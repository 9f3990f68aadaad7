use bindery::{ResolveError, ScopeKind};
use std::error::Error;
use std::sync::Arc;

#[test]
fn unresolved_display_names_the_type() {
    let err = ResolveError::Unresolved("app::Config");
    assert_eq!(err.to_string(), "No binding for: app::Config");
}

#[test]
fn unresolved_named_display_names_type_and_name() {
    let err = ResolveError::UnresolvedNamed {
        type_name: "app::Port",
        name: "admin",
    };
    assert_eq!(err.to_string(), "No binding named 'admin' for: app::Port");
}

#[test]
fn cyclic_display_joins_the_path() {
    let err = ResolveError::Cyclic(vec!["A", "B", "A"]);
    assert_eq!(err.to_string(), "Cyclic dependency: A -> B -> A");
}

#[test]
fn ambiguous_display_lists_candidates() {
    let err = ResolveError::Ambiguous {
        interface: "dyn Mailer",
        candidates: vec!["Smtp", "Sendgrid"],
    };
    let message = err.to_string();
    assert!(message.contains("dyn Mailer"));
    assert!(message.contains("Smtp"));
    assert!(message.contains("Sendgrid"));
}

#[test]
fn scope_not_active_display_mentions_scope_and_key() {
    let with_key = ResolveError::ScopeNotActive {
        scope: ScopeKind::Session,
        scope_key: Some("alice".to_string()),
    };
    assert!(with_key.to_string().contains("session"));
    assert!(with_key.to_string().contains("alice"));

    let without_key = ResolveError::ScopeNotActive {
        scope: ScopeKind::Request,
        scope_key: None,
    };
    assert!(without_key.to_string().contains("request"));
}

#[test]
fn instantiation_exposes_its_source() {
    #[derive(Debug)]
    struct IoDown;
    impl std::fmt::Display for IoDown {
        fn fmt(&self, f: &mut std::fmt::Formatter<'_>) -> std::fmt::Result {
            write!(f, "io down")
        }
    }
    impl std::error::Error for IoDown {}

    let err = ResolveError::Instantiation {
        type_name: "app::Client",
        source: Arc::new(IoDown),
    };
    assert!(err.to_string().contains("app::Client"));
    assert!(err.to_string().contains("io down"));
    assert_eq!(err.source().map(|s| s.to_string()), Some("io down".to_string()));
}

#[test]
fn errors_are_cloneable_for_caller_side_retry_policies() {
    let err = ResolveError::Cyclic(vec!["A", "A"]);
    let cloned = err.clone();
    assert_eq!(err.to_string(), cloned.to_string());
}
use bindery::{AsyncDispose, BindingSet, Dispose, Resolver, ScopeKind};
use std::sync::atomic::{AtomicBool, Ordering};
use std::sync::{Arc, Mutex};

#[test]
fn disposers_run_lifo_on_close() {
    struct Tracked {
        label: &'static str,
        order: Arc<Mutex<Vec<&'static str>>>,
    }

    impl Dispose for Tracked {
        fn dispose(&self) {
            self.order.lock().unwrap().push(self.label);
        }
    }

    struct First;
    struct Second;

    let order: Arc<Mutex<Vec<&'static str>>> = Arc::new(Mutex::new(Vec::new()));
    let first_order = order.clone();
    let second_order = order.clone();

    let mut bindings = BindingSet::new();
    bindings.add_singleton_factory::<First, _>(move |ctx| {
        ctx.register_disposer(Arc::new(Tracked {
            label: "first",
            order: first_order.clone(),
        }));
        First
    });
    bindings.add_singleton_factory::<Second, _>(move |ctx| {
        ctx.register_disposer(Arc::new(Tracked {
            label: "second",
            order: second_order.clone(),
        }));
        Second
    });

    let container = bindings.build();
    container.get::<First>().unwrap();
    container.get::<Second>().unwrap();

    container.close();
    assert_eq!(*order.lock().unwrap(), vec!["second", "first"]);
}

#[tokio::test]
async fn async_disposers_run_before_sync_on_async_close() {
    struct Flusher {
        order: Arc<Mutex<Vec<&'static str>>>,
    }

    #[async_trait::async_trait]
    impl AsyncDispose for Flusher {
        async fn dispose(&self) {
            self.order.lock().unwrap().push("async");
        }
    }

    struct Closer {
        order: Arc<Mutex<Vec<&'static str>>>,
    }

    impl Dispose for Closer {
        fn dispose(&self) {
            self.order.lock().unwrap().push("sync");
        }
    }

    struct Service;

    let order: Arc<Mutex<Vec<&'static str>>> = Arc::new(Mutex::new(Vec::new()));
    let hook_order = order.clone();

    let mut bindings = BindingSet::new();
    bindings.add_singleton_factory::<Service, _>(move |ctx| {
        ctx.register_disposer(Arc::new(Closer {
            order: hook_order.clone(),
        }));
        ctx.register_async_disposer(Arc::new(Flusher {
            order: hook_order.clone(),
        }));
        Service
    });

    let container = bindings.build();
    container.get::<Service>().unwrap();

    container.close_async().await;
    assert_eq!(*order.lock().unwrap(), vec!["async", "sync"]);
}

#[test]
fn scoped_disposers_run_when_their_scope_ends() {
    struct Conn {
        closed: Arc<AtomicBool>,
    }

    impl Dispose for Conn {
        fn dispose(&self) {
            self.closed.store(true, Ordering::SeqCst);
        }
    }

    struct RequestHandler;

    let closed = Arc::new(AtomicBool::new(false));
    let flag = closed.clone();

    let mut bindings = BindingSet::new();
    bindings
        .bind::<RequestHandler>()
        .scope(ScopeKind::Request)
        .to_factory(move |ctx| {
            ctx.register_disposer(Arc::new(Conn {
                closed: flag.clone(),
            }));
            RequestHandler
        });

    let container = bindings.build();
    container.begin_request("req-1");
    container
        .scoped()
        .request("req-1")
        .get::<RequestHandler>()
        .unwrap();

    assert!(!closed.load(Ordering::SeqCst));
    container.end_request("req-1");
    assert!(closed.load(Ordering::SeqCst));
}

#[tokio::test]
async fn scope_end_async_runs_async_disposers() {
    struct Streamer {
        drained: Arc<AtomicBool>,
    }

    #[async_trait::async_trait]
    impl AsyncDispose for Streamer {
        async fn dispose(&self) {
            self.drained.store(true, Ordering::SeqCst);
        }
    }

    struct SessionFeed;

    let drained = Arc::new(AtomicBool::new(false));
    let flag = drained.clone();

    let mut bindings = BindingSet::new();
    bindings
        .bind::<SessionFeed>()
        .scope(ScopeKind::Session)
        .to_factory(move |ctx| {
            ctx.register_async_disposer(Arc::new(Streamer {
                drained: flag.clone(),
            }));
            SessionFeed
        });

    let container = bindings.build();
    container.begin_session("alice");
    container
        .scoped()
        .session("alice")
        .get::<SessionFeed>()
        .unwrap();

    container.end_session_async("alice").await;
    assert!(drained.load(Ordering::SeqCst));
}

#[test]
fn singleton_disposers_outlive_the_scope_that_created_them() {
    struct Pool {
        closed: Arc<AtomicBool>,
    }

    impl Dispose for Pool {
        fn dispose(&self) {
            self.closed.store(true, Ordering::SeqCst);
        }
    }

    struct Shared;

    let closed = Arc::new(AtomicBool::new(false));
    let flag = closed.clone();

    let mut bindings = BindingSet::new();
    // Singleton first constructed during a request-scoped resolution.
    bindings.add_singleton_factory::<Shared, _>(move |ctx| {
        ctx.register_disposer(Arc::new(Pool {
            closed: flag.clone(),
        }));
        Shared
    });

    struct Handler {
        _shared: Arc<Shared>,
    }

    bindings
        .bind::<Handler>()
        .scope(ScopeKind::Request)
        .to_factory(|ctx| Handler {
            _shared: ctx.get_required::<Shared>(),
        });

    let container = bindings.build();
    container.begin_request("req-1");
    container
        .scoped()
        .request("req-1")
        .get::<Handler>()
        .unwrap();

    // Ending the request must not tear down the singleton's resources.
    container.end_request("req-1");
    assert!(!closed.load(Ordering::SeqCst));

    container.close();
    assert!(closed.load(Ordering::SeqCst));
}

**Activity:**
Retype the material above, character for character.

**Task response:**
repository 9f3990f68aadaad7
use bindery::{ResolveError, ScopeKind};
use std::error::Error;
use std::sync::Arc;

#[test]
fn unresolved_display_names_the_type() {
    let err = ResolveError::Unresolved("app::Config");
    assert_eq!(err.to_string(), "No binding for: app::Config");
}

#[test]
fn unresolved_named_display_names_type_and_name() {
    let err = ResolveError::UnresolvedNamed {
        type_name: "app::Port",
        name: "admin",
    };
    assert_eq!(err.to_string(), "No binding named 'admin' for: app::Port");
}

#[test]
fn cyclic_display_joins_the_path() {
    let err = ResolveError::Cyclic(vec!["A", "B", "A"]);
    assert_eq!(err.to_string(), "Cyclic dependency: A -> B -> A");
}

#[test]
fn ambiguous_display_lists_candidates() {
    let err = ResolveError::Ambiguous {
        interface: "dyn Mailer",
        candidates: vec!["Smtp", "Sendgrid"],
    };
    let message = err.to_string();
    assert!(message.contains("dyn Mailer"));
    assert!(message.contains("Smtp"));
    assert!(message.contains("Sendgrid"));
}

#[test]
fn scope_not_active_display_mentions_scope_and_key() {
    let with_key = ResolveError::ScopeNotActive {
        scope: ScopeKind::Session,
        scope_key: Some("alice".to_string()),
    };
    assert!(with_key.to_string().contains("session"));
    assert!(with_key.to_string().contains("alice"));

    let without_key = ResolveError::ScopeNotActive {
        scope: ScopeKind::Request,
        scope_key: None,
    };
    assert!(without_key.to_string().contains("request"));
}

#[test]
fn instantiation_exposes_its_source() {
    #[derive(Debug)]
    struct IoDown;
    impl std::fmt::Display for IoDown {
        fn fmt(&self, f: &mut std::fmt::Formatter<'_>) -> std::fmt::Result {
            write!(f, "io down")
        }
    }
    impl std::error::Error for IoDown {}

    let err = ResolveError::Instantiation {
        type_name: "app::Client",
        source: Arc::new(IoDown),
    };
    assert!(err.to_string().contains("app::Client"));
    assert!(err.to_string().contains("io down"));
    assert_eq!(err.source().map(|s| s.to_string()), Some("io down".to_string()));
}

#[test]
fn errors_are_cloneable_for_caller_side_retry_policies() {
    let err = ResolveError::Cyclic(vec!["A", "A"]);
    let cloned = err.clone();
    assert_eq!(err.to_string(), cloned.to_string());
}
use bindery::{AsyncDispose, BindingSet, Dispose, Resolver, ScopeKind};
use std::sync::atomic::{AtomicBool, Ordering};
use std::sync::{Arc, Mutex};

#[test]
fn disposers_run_lifo_on_close() {
    struct Tracked {
        label: &'static str,
        order: Arc<Mutex<Vec<&'static str>>>,
    }

    impl Dispose for Tracked {
        fn dispose(&self) {
            self.order.lock().unwrap().push(self.label);
        }
    }

    struct First;
    struct Second;

    let order: Arc<Mutex<Vec<&'static str>>> = Arc::new(Mutex::new(Vec::new()));
    let first_order = order.clone();
    let second_order = order.clone();

    let mut bindings = BindingSet::new();
    bindings.add_singleton_factory::<First, _>(move |ctx| {
        ctx.register_disposer(Arc::new(Tracked {
            label: "first",
            order: first_order.clone(),
        }));
        First
    });
    bindings.add_singleton_factory::<Second, _>(move |ctx| {
        ctx.register_disposer(Arc::new(Tracked {
            label: "second",
            order: second_order.clone(),
        }));
        Second
    });

    let container = bindings.build();
    container.get::<First>().unwrap();
    container.get::<Second>().unwrap();

    container.close();
    assert_eq!(*order.lock().unwrap(), vec!["second", "first"]);
}

#[tokio::test]
async fn async_disposers_run_before_sync_on_async_close() {
    struct Flusher {
        order: Arc<Mutex<Vec<&'static str>>>,
    }

    #[async_trait::async_trait]
    impl AsyncDispose for Flusher {
        async fn dispose(&self) {
            self.order.lock().unwrap().push("async");
        }
    }

    struct Closer {
        order: Arc<Mutex<Vec<&'static str>>>,
    }

    impl Dispose for Closer {
        fn dispose(&self) {
            self.order.lock().unwrap().push("sync");
        }
    }

    struct Service;

    let order: Arc<Mutex<Vec<&'static str>>> = Arc::new(Mutex::new(Vec::new()));
    let hook_order = order.clone();

    let mut bindings = BindingSet::new();
    bindings.add_singleton_factory::<Service, _>(move |ctx| {
        ctx.register_disposer(Arc::new(Closer {
            order: hook_order.clone(),
        }));
        ctx.register_async_disposer(Arc::new(Flusher {
            order: hook_order.clone(),
        }));
        Service
    });

    let container = bindings.build();
    container.get::<Service>().unwrap();

    container.close_async().await;
    assert_eq!(*order.lock().unwrap(), vec!["async", "sync"]);
}

#[test]
fn scoped_disposers_run_when_their_scope_ends() {
    struct Conn {
        closed: Arc<AtomicBool>,
    }

    impl Dispose for Conn {
        fn dispose(&self) {
            self.closed.store(true, Ordering::SeqCst);
        }
    }

    struct RequestHandler;

    let closed = Arc::new(AtomicBool::new(false));
    let flag = closed.clone();

    let mut bindings = BindingSet::new();
    bindings
        .bind::<RequestHandler>()
        .scope(ScopeKind::Request)
        .to_factory(move |ctx| {
            ctx.register_disposer(Arc::new(Conn {
                closed: flag.clone(),
            }));
            RequestHandler
        });

    let container = bindings.build();
    container.begin_request("req-1");
    container
        .scoped()
        .request("req-1")
        .get::<RequestHandler>()
        .unwrap();

    assert!(!closed.load(Ordering::SeqCst));
    container.end_request("req-1");
    assert!(closed.load(Ordering::SeqCst));
}

#[tokio::test]
async fn scope_end_async_runs_async_disposers() {
    struct Streamer {
        drained: Arc<AtomicBool>,
    }

    #[async_trait::async_trait]
    impl AsyncDispose for Streamer {
        async fn dispose(&self) {
            self.drained.store(true, Ordering::SeqCst);
        }
    }

    struct SessionFeed;

    let drained = Arc::new(AtomicBool::new(false));
    let flag = drained.clone();

    let mut bindings = BindingSet::new();
    bindings
        .bind::<SessionFeed>()
        .scope(ScopeKind::Session)
        .to_factory(move |ctx| {
            ctx.register_async_disposer(Arc::new(Streamer {
                drained: flag.clone(),
            }));
            SessionFeed
        });

    let container = bindings.build();
    container.begin_session("alice");
    container
        .scoped()
        .session("alice")
        .get::<SessionFeed>()
        .unwrap();

    container.end_session_async("alice").await;
    assert!(drained.load(Ordering::SeqCst));
}

#[test]
fn singleton_disposers_outlive_the_scope_that_created_them() {
    struct Pool {
        closed: Arc<AtomicBool>,
    }

    impl Dispose for Pool {
        fn dispose(&self) {
            self.closed.store(true, Ordering::SeqCst);
        }
    }

    struct Shared;

    let closed = Arc::new(AtomicBool::new(false));
    let flag = closed.clone();

    let mut bindings = BindingSet::new();
    // Singleton first constructed during a request-scoped resolution.
    bindings.add_singleton_factory::<Shared, _>(move |ctx| {
        ctx.register_disposer(Arc::new(Pool {
            closed: flag.clone(),
        }));
        Shared
    });

    struct Handler {
        _shared: Arc<Shared>,
    }

    bindings
        .bind::<Handler>()
        .scope(ScopeKind::Request)
        .to_factory(|ctx| Handler {
            _shared: ctx.get_required::<Shared>(),
        });

    let container = bindings.build();
    container.begin_request("req-1");
    container
        .scoped()
        .request("req-1")
        .get::<Handler>()
        .unwrap();

    // Ending the request must not tear down the singleton's resources.
    container.end_request("req-1");
    assert!(!closed.load(Ordering::SeqCst));

    container.close();
    assert!(closed.load(Ordering::SeqCst));
}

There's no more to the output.